> TASK INSTRUCTIONS
Nothing but the lines from the start of the records below through the line that has "Search results come" should appear, each exactly as given.
◇ ◇ ◇ ◇ ◇
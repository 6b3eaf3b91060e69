//! Adapter interfaces for external completion providers.
//!
//! Provider responses are decoded once, at this boundary, into
//! [`Completion`] with explicit optional fields; nothing downstream
//! reads raw JSON.

pub mod groq;

use anyhow::Result;
use async_trait::async_trait;
use serde::{Deserialize, Serialize};

// Re-export the Groq adapter
pub use groq::GroqClient;

/// Speaker of a chat message
#[derive(Debug, Clone, Copy, PartialEq, Eq, Serialize, Deserialize)]
#[serde(rename_all = "lowercase")]
pub enum Role {
    System,
    User,
    Assistant,
}

/// One message sent to the provider
#[derive(Debug, Clone, PartialEq, Eq, Serialize, Deserialize)]
pub struct ChatMessage {
    pub role: Role,
    pub content: String,
}

impl ChatMessage {
    pub fn new(role: Role, content: impl Into<String>) -> Self {
        Self {
            role,
            content: content.into(),
        }
    }

    pub fn user(content: impl Into<String>) -> Self {
        Self::new(Role::User, content)
    }

    pub fn system(content: impl Into<String>) -> Self {
        Self::new(Role::System, content)
    }
}

/// Assistant message as returned by the provider
#[derive(Debug, Clone, Default, PartialEq, Eq, Deserialize)]
pub struct Completion {
    /// Answer text
    #[serde(default)]
    pub content: Option<String>,

    /// Model reasoning trace, when the model exposes one
    #[serde(default)]
    pub reasoning: Option<String>,

    /// Server-side tools the model ran (web search, ...)
    #[serde(default)]
    pub executed_tools: Vec<ExecutedTool>,
}

/// A server-side tool invocation
#[derive(Debug, Clone, Default, PartialEq, Eq, Deserialize)]
pub struct ExecutedTool {
    #[serde(default)]
    pub search_results: Option<SearchResults>,
}

/// Search results come either as a bare list or wrapped in `{results: [...]}`
#[derive(Debug, Clone, PartialEq, Eq, Deserialize)]
#[serde(untagged)]
pub enum SearchResults {
    List(Vec<SearchHit>),
    Wrapped {
        #[serde(default)]
        results: Vec<SearchHit>,
    },
}

impl SearchResults {
    pub fn hits(&self) -> &[SearchHit] {
        match self {
            SearchResults::List(hits) => hits,
            SearchResults::Wrapped { results } => results,
        }
    }
}

/// One web search hit
#[derive(Debug, Clone, Default, PartialEq, Eq, Deserialize)]
pub struct SearchHit {
    #[serde(default)]
    pub title: Option<String>,
    #[serde(default)]
    pub url: Option<String>,
}

/// Trait for completion providers
#[async_trait]
pub trait ChatProvider: Send + Sync {
    /// Human-readable provider name
    fn name(&self) -> &str;

    /// Run one chat completion
    async fn complete(&self, messages: &[ChatMessage]) -> Result<Completion>;
}

#[cfg(test)]
mod tests {
    use super::*;

    #[test]
    fn test_completion_with_missing_fields() {
        let completion: Completion = serde_json::from_str(r#"{"content": "hi"}"#).unwrap();

        assert_eq!(completion.content.as_deref(), Some("hi"));
        assert!(completion.reasoning.is_none());
        assert!(completion.executed_tools.is_empty());
    }

    #[test]
    fn test_search_results_shapes() {
        let list: ExecutedTool = serde_json::from_str(
            r#"{"search_results": [{"title": "WHO", "url": "https://who.int"}]}"#,
        )
        .unwrap();
        let wrapped: ExecutedTool = serde_json::from_str(
            r#"{"search_results": {"results": [{"title": "WHO", "url": "https://who.int", "score": 0.9}]}}"#,
        )
        .unwrap();

        let hits = list.search_results.unwrap();
        assert_eq!(hits.hits().len(), 1);
        assert_eq!(
            wrapped.search_results.unwrap().hits()[0].url.as_deref(),
            Some("https://who.int")
        );
    }

    #[test]
    fn test_role_serialization() {
        let json = serde_json::to_string(&ChatMessage::user("привет")).unwrap();
        assert_eq!(json, r#"{"role":"user","content":"привет"}"#);
    }
}
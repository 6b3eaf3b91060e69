//! Core conversion logic.
//!
//! This module contains:
//! - Converter: batch driver from text files to the feed JSON
//! - naming: bounded, hash-suffixed image file names

pub mod converter;
pub mod naming;

// Re-export commonly used types
pub use converter::{
    ConvertError, ConvertOptions, ConvertReport, Converter, ImageSource, PLACEHOLDER_IMAGE,
};
pub use naming::{safe_image_name, slug_hash};
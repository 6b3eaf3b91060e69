//! Batch converter from article text files to the feed JSON.
//!
//! One run reads every `.txt` file of the input directory in filename
//! order, parses it, attaches a cover image and writes a single JSON array.
//! Images are copied incrementally; the JSON is written once at the end
//! through a temp file, so a failed run never leaves a partial JSON.

use std::collections::HashSet;
use std::fs;
use std::io::Write;
use std::path::{Path, PathBuf};

use rand::seq::SliceRandom;
use rand::Rng;
use thiserror::Error;
use tracing::{debug, info, instrument, warn};

use crate::article::{decode_text, parse_document, Article};
use crate::images::{find_match, ImageIndex, MatchKind};

use super::naming::{is_generated_name, safe_image_name};

/// File name referenced when no image exists at all
pub const PLACEHOLDER_IMAGE: &str = "placeholder.png";

/// Extension of article source files
const ARTICLE_EXTENSION: &str = "txt";

/// Mode of a freshly written JSON output
#[cfg(unix)]
const OUTPUT_FILE_MODE: u32 = 0o644;

/// Errors that abort a conversion run
#[derive(Debug, Error)]
pub enum ConvertError {
    #[error("Input directory not found: {0}")]
    InputDirNotFound(PathBuf),

    #[error("Image output directory {out} is inside the raw image tree {images}")]
    OutputInsideImages { out: PathBuf, images: PathBuf },

    #[error("No images with extensions {extensions:?} found under {dir}")]
    NoImages { dir: PathBuf, extensions: Vec<String> },

    #[error("Failed to {action} {path}: {source}")]
    Io {
        action: &'static str,
        path: PathBuf,
        #[source]
        source: std::io::Error,
    },

    #[error("Invalid input pattern: {0}")]
    Pattern(#[from] glob::PatternError),

    #[error("JSON serialization failed: {0}")]
    Json(#[from] serde_json::Error),
}

impl ConvertError {
    fn io(action: &'static str, path: &Path) -> impl FnOnce(std::io::Error) -> Self {
        let path = path.to_path_buf();
        move |source| ConvertError::Io {
            action,
            path,
            source,
        }
    }
}

/// Absolute paths and settings for one conversion run
#[derive(Debug, Clone)]
pub struct ConvertOptions {
    /// Directory of article .txt files
    pub input_dir: PathBuf,
    /// Raw image tree to index
    pub images_dir: PathBuf,
    /// JSON output file
    pub output_file: PathBuf,
    /// Destination for published images (cleared each run)
    pub images_out_dir: PathBuf,
    /// URL prefix for `imageUrl`, without trailing slash
    pub public_prefix: String,
    /// Character budget for the slug part of image names
    pub max_slug_chars: usize,
    /// Image extensions considered
    pub extensions: Vec<String>,
    /// Abort when the image index is empty
    pub require_images: bool,
}

/// How an article's cover image was chosen
#[derive(Debug, Clone, Copy, PartialEq, Eq)]
pub enum ImageSource {
    Matched(MatchKind),
    Random,
    Placeholder,
}

/// Outcome of a conversion run
#[derive(Debug, Clone)]
pub struct ConvertReport {
    /// Articles in output order
    pub articles: Vec<Article>,
    /// Articles whose image was matched by name
    pub matched: usize,
    /// Titles that received a randomly chosen image
    pub random_titles: Vec<String>,
    /// Titles that received the placeholder path
    pub placeholder_titles: Vec<String>,
    /// Where the JSON was written
    pub output_file: PathBuf,
}

impl ConvertReport {
    pub fn total(&self) -> usize {
        self.articles.len()
    }
}

/// Article converter
pub struct Converter {
    options: ConvertOptions,
}

impl Converter {
    pub fn new(options: ConvertOptions) -> Self {
        Self { options }
    }

    pub fn options(&self) -> &ConvertOptions {
        &self.options
    }

    /// Run the full conversion.
    ///
    /// `rng` drives the random image fallback; pass a seeded generator for
    /// reproducible output.
    #[instrument(skip(self, rng), fields(input = %self.options.input_dir.display()))]
    pub fn run<R: Rng + ?Sized>(&self, rng: &mut R) -> Result<ConvertReport, ConvertError> {
        let options = &self.options;

        if !options.input_dir.is_dir() {
            return Err(ConvertError::InputDirNotFound(options.input_dir.clone()));
        }
        self.check_output_outside_images()?;

        let index = ImageIndex::build(&options.images_dir, &options.extensions);
        if index.is_empty() && options.require_images {
            return Err(ConvertError::NoImages {
                dir: options.images_dir.clone(),
                extensions: options.extensions.clone(),
            });
        }
        info!(
            keys = index.len(),
            files = index.file_count(),
            "Indexed raw images"
        );

        self.prepare_output_dir()?;

        let pool = index.pool();
        let mut published = HashSet::new();
        let files = self.list_article_files()?;
        info!(count = files.len(), "Converting articles");

        let mut report = ConvertReport {
            articles: Vec::with_capacity(files.len()),
            matched: 0,
            random_titles: Vec::new(),
            placeholder_titles: Vec::new(),
            output_file: options.output_file.clone(),
        };

        for path in &files {
            let mut article = self.read_article(path)?;

            let source = match find_match(&index, &article.slug) {
                Some(found) => {
                    article.image_url = self.publish_image(&article.slug, found.path, &mut published)?;
                    ImageSource::Matched(found.kind)
                }
                None => match pool.choose(rng) {
                    Some(random) => {
                        article.image_url = self.publish_image(&article.slug, random, &mut published)?;
                        ImageSource::Random
                    }
                    None => {
                        article.image_url =
                            format!("{}/{}", options.public_prefix, PLACEHOLDER_IMAGE);
                        ImageSource::Placeholder
                    }
                },
            };

            match source {
                ImageSource::Matched(kind) => {
                    debug!(slug = %article.slug, ?kind, "Matched image");
                    report.matched += 1;
                }
                ImageSource::Random => {
                    warn!(title = %article.title, "Used random image");
                    report.random_titles.push(article.title.clone());
                }
                ImageSource::Placeholder => {
                    warn!(title = %article.title, "No images available, using placeholder");
                    report.placeholder_titles.push(article.title.clone());
                }
            }

            report.articles.push(article);
        }

        self.write_json(&report.articles)?;
        info!(
            articles = report.total(),
            matched = report.matched,
            output = %options.output_file.display(),
            "Conversion finished"
        );

        Ok(report)
    }

    /// Read, decode and parse one article file
    pub fn read_article(&self, path: &Path) -> Result<Article, ConvertError> {
        let bytes = fs::read(path).map_err(ConvertError::io("read", path))?;
        let (text, encoding) = decode_text(&bytes);

        let stem = path
            .file_stem()
            .map(|s| s.to_string_lossy().into_owned())
            .unwrap_or_default();
        let article = parse_document(&text, &stem);

        debug!(
            file = %path.display(),
            encoding = encoding.as_str(),
            blocks = article.block_count(),
            "Parsed article"
        );
        Ok(article)
    }

    /// Article files in the input directory, sorted by file name
    pub fn list_article_files(&self) -> Result<Vec<PathBuf>, ConvertError> {
        let pattern = format!(
            "{}/*.{}",
            glob::Pattern::escape(&self.options.input_dir.to_string_lossy()),
            ARTICLE_EXTENSION
        );

        let mut files: Vec<PathBuf> = glob::glob(&pattern)?
            .filter_map(|entry| entry.ok())
            .filter(|path| path.is_file())
            .collect();
        files.sort_by(|a, b| a.file_name().cmp(&b.file_name()));

        Ok(files)
    }

    /// The image output directory must not be the raw image tree or lie inside it
    fn check_output_outside_images(&self) -> Result<(), ConvertError> {
        let out = resolved(&self.options.images_out_dir);
        let images = resolved(&self.options.images_dir);

        if out.starts_with(&images) {
            return Err(ConvertError::OutputInsideImages {
                out: self.options.images_out_dir.clone(),
                images: self.options.images_dir.clone(),
            });
        }
        Ok(())
    }

    /// Create the image output directory and remove previously generated images.
    ///
    /// Only names shaped like [`safe_image_name`] output are removed, so
    /// hand-placed files such as the placeholder survive. Removal failures
    /// are logged and skipped.
    fn prepare_output_dir(&self) -> Result<(), ConvertError> {
        let dir = &self.options.images_out_dir;
        fs::create_dir_all(dir).map_err(ConvertError::io("create", dir))?;

        let entries = fs::read_dir(dir).map_err(ConvertError::io("list", dir))?;
        let mut removed = 0usize;

        for entry in entries.filter_map(|e| e.ok()) {
            let path = entry.path();
            if !path.is_file() || !self.is_generated_image(&path) {
                continue;
            }
            match fs::remove_file(&path) {
                Ok(()) => removed += 1,
                Err(e) => warn!("Failed to remove {}: {}", path.display(), e),
            }
        }

        debug!(removed, dir = %dir.display(), "Cleared generated images");
        Ok(())
    }

    fn is_generated_image(&self, path: &Path) -> bool {
        let Some(name) = path.file_name().and_then(|n| n.to_str()) else {
            return false;
        };
        if name == PLACEHOLDER_IMAGE || !is_generated_name(name) {
            return false;
        }
        let Some(ext) = path.extension().and_then(|e| e.to_str()) else {
            return false;
        };
        self.options
            .extensions
            .iter()
            .any(|allowed| allowed.trim_start_matches('.').eq_ignore_ascii_case(ext))
    }

    /// Copy `source` under a safe name and return its public URL.
    ///
    /// A name already written in this run (duplicate slugs) gets a `-2`, `-3`, ...
    /// variant of the slug so earlier articles keep their image.
    fn publish_image(
        &self,
        slug: &str,
        source: &Path,
        published: &mut HashSet<String>,
    ) -> Result<String, ConvertError> {
        let max_chars = self.options.max_slug_chars;
        let mut name = safe_image_name(slug, max_chars, source);
        let mut variant = 2u32;
        while !published.insert(name.clone()) {
            warn!(slug, name = %name, "Image name already used in this run");
            name = safe_image_name(&format!("{}-{}", slug, variant), max_chars, source);
            variant += 1;
        }

        let destination = self.options.images_out_dir.join(&name);

        fs::copy(source, &destination)
            .map_err(ConvertError::io("copy image to", &destination))?;

        Ok(format!("{}/{}", self.options.public_prefix, name))
    }

    /// Write the article array as pretty JSON, atomically
    fn write_json(&self, articles: &[Article]) -> Result<(), ConvertError> {
        let output = &self.options.output_file;
        let parent = output
            .parent()
            .filter(|p| !p.as_os_str().is_empty())
            .unwrap_or(Path::new("."));
        fs::create_dir_all(parent).map_err(ConvertError::io("create", parent))?;

        let json = serde_json::to_string_pretty(articles)?;

        let mut temp = tempfile::NamedTempFile::new_in(parent)
            .map_err(ConvertError::io("create temp file in", parent))?;
        temp.write_all(json.as_bytes())
            .map_err(ConvertError::io("write", temp.path()))?;
        set_output_permissions(&temp, output)?;
        temp.persist(output)
            .map_err(|e| ConvertError::io("write", output)(e.error))?;

        Ok(())
    }
}

/// `path` with its longest existing ancestor canonicalized
fn resolved(path: &Path) -> PathBuf {
    let mut existing = path;
    let mut missing = Vec::new();

    loop {
        if let Ok(canonical) = fs::canonicalize(existing) {
            return missing
                .iter()
                .rev()
                .fold(canonical, |acc, part| acc.join(part));
        }
        match (existing.parent(), existing.file_name()) {
            (Some(parent), Some(name)) => {
                missing.push(name);
                existing = parent;
            }
            _ => return path.to_path_buf(),
        }
    }
}

/// Keep the permissions of an existing output file, else make it world-readable.
///
/// Temp files are created owner-only.
#[cfg(unix)]
fn set_output_permissions(
    temp: &tempfile::NamedTempFile,
    output: &Path,
) -> Result<(), ConvertError> {
    use std::os::unix::fs::PermissionsExt;

    let permissions = match fs::metadata(output) {
        Ok(existing) => existing.permissions(),
        Err(_) => fs::Permissions::from_mode(OUTPUT_FILE_MODE),
    };
    temp.as_file()
        .set_permissions(permissions)
        .map_err(ConvertError::io("set permissions on", temp.path()))
}

#[cfg(not(unix))]
fn set_output_permissions(
    _temp: &tempfile::NamedTempFile,
    _output: &Path,
) -> Result<(), ConvertError> {
    Ok(())
}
◇ ◇ ◇ ◇ ◇
> RESPONSE TO THE TASK
repository 6b3eaf3b91060e69
//! Adapter interfaces for external completion providers.
//!
//! Provider responses are decoded once, at this boundary, into
//! [`Completion`] with explicit optional fields; nothing downstream
//! reads raw JSON.

pub mod groq;

use anyhow::Result;
use async_trait::async_trait;
use serde::{Deserialize, Serialize};

// Re-export the Groq adapter
pub use groq::GroqClient;

/// Speaker of a chat message
#[derive(Debug, Clone, Copy, PartialEq, Eq, Serialize, Deserialize)]
#[serde(rename_all = "lowercase")]
pub enum Role {
    System,
    User,
    Assistant,
}

/// One message sent to the provider
#[derive(Debug, Clone, PartialEq, Eq, Serialize, Deserialize)]
pub struct ChatMessage {
    pub role: Role,
    pub content: String,
}

impl ChatMessage {
    pub fn new(role: Role, content: impl Into<String>) -> Self {
        Self {
            role,
            content: content.into(),
        }
    }

    pub fn user(content: impl Into<String>) -> Self {
        Self::new(Role::User, content)
    }

    pub fn system(content: impl Into<String>) -> Self {
        Self::new(Role::System, content)
    }
}

/// Assistant message as returned by the provider
#[derive(Debug, Clone, Default, PartialEq, Eq, Deserialize)]
pub struct Completion {
    /// Answer text
    #[serde(default)]
    pub content: Option<String>,

    /// Model reasoning trace, when the model exposes one
    #[serde(default)]
    pub reasoning: Option<String>,

    /// Server-side tools the model ran (web search, ...)
    #[serde(default)]
    pub executed_tools: Vec<ExecutedTool>,
}

/// A server-side tool invocation
#[derive(Debug, Clone, Default, PartialEq, Eq, Deserialize)]
pub struct ExecutedTool {
    #[serde(default)]
    pub search_results: Option<SearchResults>,
}

/// Search results come either as a bare list or wrapped in `{results: [...]}`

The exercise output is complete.